Exercise goal — If a line in the records below contains the word "advances", copy it.

Supplied material —
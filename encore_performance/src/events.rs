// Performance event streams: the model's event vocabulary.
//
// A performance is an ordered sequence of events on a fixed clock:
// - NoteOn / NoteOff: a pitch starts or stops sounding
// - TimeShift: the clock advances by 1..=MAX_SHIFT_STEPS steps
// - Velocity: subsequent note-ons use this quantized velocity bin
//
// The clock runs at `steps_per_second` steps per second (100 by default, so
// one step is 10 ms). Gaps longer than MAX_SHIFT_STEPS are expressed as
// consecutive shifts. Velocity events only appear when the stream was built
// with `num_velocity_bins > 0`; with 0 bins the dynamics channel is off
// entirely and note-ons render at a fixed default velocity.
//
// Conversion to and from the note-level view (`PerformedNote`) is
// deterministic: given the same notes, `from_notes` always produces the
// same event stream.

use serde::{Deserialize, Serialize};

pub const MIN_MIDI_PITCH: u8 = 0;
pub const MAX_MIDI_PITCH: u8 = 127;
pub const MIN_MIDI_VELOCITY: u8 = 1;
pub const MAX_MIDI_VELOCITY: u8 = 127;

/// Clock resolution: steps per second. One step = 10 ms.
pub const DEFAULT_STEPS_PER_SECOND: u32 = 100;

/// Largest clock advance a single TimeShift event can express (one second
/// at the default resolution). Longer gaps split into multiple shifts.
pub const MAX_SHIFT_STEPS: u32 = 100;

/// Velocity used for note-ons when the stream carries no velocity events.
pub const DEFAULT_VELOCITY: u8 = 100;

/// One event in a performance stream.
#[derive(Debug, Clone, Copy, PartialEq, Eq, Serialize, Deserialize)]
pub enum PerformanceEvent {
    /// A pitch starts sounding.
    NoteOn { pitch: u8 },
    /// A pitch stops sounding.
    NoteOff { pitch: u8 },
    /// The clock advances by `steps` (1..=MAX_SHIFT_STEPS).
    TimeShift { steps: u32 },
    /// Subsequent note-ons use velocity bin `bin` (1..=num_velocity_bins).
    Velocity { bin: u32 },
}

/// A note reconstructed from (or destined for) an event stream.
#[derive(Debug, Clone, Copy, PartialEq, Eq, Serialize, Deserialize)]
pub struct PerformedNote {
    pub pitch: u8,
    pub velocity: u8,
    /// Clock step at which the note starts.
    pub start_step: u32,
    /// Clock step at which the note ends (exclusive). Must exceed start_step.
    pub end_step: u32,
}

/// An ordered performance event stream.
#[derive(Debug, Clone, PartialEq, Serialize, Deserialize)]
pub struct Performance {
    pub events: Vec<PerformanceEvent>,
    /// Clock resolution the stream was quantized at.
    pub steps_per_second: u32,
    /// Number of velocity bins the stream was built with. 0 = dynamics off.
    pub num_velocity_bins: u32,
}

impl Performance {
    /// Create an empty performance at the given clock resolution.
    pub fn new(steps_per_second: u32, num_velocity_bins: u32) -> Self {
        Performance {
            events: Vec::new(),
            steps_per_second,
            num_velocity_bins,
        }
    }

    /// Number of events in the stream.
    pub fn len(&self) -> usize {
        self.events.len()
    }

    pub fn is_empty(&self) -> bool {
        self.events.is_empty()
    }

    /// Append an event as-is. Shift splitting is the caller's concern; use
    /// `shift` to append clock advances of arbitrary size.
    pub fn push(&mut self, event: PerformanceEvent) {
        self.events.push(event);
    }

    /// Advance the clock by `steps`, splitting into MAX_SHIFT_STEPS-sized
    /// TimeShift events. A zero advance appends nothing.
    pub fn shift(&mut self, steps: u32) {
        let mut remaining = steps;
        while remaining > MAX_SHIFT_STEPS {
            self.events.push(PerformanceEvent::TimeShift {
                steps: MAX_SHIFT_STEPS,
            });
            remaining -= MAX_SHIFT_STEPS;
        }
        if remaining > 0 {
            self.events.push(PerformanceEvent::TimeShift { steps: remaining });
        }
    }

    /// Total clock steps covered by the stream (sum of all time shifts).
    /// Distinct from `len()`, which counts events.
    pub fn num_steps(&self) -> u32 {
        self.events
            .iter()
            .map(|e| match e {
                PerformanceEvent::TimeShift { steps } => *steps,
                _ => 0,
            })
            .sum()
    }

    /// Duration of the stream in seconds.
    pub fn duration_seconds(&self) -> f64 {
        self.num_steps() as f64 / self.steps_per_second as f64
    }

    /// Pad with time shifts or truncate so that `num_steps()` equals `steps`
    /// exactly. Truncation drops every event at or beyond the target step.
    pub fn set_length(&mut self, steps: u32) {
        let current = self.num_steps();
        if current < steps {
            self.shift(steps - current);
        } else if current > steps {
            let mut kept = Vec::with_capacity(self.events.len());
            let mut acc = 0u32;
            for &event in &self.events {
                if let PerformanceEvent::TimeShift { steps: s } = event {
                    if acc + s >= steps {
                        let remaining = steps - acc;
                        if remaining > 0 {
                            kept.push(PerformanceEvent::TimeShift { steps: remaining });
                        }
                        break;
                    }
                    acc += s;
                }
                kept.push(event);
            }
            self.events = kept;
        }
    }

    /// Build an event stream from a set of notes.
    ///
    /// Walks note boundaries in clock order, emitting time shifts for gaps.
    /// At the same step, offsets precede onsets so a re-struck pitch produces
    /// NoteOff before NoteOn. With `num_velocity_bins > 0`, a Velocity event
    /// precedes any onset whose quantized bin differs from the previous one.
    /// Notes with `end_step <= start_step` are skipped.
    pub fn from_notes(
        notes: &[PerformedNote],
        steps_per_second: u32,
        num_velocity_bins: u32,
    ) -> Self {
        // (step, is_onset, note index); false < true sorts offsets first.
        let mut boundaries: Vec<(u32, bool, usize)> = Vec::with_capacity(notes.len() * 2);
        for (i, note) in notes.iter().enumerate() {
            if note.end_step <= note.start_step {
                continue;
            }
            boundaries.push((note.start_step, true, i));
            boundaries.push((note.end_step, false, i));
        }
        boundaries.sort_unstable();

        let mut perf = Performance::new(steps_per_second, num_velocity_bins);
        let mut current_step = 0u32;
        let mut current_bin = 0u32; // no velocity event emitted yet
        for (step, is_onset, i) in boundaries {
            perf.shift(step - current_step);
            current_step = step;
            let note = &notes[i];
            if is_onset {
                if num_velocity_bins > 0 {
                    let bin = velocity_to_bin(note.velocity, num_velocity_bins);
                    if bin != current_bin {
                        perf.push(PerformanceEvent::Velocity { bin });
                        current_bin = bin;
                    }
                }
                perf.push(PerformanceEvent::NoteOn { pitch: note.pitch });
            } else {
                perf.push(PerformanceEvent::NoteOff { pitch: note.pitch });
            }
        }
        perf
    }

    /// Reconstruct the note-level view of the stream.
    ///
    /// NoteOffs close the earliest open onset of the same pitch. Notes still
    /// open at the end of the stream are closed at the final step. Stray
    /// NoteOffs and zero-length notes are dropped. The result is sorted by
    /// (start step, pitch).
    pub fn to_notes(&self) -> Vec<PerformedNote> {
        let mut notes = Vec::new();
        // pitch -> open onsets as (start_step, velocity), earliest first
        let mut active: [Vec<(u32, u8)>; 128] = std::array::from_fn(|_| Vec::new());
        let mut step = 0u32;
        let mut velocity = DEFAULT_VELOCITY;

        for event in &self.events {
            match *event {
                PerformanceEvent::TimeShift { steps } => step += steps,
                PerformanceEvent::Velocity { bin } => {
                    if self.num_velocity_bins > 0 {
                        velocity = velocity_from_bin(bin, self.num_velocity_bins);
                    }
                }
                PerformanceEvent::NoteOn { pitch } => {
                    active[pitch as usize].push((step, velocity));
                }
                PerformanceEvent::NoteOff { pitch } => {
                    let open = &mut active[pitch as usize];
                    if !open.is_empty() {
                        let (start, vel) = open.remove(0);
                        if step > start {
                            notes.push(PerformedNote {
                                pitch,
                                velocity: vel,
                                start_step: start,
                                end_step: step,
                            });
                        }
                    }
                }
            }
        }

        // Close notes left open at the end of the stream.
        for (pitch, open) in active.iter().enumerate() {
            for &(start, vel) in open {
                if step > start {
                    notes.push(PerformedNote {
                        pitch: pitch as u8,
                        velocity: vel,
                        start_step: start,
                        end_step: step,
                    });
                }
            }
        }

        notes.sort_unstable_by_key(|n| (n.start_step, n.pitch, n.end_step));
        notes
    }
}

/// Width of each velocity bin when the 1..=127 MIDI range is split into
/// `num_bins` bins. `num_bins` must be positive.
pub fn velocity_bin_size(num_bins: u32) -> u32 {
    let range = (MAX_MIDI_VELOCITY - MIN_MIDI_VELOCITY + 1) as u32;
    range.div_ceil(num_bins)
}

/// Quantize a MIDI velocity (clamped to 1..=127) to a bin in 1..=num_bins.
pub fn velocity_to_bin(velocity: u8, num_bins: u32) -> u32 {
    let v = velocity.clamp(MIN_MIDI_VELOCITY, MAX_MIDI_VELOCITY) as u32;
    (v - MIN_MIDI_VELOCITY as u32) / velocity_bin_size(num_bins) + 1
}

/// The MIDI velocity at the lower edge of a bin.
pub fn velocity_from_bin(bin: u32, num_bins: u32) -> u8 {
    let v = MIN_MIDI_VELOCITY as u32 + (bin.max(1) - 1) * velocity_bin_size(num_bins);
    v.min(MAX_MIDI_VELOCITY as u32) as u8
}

* * *

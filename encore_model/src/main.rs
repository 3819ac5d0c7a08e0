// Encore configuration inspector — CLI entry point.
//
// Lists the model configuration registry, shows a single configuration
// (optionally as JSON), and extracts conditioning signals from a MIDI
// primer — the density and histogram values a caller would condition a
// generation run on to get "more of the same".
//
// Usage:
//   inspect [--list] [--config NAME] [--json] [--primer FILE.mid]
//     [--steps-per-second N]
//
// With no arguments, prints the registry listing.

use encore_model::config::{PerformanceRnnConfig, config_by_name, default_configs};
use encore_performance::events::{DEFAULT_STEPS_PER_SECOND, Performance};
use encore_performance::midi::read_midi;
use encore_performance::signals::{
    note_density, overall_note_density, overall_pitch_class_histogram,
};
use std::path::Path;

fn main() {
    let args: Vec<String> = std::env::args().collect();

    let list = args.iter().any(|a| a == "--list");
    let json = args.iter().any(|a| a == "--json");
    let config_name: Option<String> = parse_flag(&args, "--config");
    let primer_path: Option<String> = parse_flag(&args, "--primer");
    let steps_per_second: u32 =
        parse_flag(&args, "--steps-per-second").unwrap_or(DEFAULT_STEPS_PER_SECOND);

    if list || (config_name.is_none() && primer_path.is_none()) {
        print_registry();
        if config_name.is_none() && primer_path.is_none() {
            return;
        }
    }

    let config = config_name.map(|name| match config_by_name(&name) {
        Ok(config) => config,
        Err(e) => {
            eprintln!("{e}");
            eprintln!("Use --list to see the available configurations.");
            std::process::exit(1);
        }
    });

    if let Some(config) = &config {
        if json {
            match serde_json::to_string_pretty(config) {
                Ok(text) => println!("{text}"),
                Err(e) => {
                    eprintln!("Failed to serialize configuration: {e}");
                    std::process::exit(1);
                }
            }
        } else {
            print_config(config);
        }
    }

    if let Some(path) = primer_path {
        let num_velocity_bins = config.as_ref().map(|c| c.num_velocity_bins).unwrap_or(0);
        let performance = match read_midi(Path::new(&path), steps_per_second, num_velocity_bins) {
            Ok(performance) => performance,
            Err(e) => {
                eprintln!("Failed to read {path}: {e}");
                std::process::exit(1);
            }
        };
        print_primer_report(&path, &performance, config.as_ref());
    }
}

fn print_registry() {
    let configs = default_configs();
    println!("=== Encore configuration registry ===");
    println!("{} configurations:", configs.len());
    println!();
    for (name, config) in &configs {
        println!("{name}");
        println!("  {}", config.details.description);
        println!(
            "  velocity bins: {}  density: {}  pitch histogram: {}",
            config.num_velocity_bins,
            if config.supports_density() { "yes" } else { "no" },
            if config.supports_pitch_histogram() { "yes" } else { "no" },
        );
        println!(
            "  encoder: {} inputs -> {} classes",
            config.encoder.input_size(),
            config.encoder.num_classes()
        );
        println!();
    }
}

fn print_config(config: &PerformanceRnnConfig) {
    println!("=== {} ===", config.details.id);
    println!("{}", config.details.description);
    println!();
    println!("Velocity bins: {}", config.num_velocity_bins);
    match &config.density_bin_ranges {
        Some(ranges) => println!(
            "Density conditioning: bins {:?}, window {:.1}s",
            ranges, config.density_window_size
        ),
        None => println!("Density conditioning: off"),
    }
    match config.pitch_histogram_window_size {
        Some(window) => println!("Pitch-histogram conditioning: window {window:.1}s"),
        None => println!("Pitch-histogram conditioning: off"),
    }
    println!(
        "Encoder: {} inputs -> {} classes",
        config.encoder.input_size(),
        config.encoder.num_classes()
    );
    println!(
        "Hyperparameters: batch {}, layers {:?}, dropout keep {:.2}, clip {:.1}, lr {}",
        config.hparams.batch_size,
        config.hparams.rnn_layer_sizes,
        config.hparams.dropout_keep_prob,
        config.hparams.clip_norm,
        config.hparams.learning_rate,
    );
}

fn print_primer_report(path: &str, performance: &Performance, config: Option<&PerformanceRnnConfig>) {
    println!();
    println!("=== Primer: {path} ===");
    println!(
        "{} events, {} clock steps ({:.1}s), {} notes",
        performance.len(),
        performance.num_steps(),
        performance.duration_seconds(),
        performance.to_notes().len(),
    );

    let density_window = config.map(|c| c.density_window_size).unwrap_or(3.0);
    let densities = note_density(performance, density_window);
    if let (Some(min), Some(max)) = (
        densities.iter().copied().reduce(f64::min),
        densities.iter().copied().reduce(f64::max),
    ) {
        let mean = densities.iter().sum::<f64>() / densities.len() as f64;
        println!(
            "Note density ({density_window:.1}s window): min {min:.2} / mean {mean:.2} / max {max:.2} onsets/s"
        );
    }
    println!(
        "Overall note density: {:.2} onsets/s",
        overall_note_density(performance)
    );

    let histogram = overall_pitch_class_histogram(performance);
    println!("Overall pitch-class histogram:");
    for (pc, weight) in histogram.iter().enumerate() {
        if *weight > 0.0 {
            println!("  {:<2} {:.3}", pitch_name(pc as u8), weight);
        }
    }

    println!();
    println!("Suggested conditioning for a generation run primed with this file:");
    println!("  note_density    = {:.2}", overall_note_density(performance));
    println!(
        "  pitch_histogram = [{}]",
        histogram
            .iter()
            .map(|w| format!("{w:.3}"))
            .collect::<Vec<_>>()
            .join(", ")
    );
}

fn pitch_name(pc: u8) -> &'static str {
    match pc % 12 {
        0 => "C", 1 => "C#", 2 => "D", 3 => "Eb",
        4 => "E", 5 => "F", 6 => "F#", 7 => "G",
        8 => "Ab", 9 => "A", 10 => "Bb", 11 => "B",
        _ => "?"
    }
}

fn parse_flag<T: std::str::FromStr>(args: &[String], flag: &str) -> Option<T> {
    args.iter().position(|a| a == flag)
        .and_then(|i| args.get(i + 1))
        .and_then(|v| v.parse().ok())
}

Expected output —
// - TimeShift: the clock advances by 1..=MAX_SHIFT_STEPS steps
    /// The clock advances by `steps` (1..=MAX_SHIFT_STEPS).
    /// `shift` to append clock advances of arbitrary size.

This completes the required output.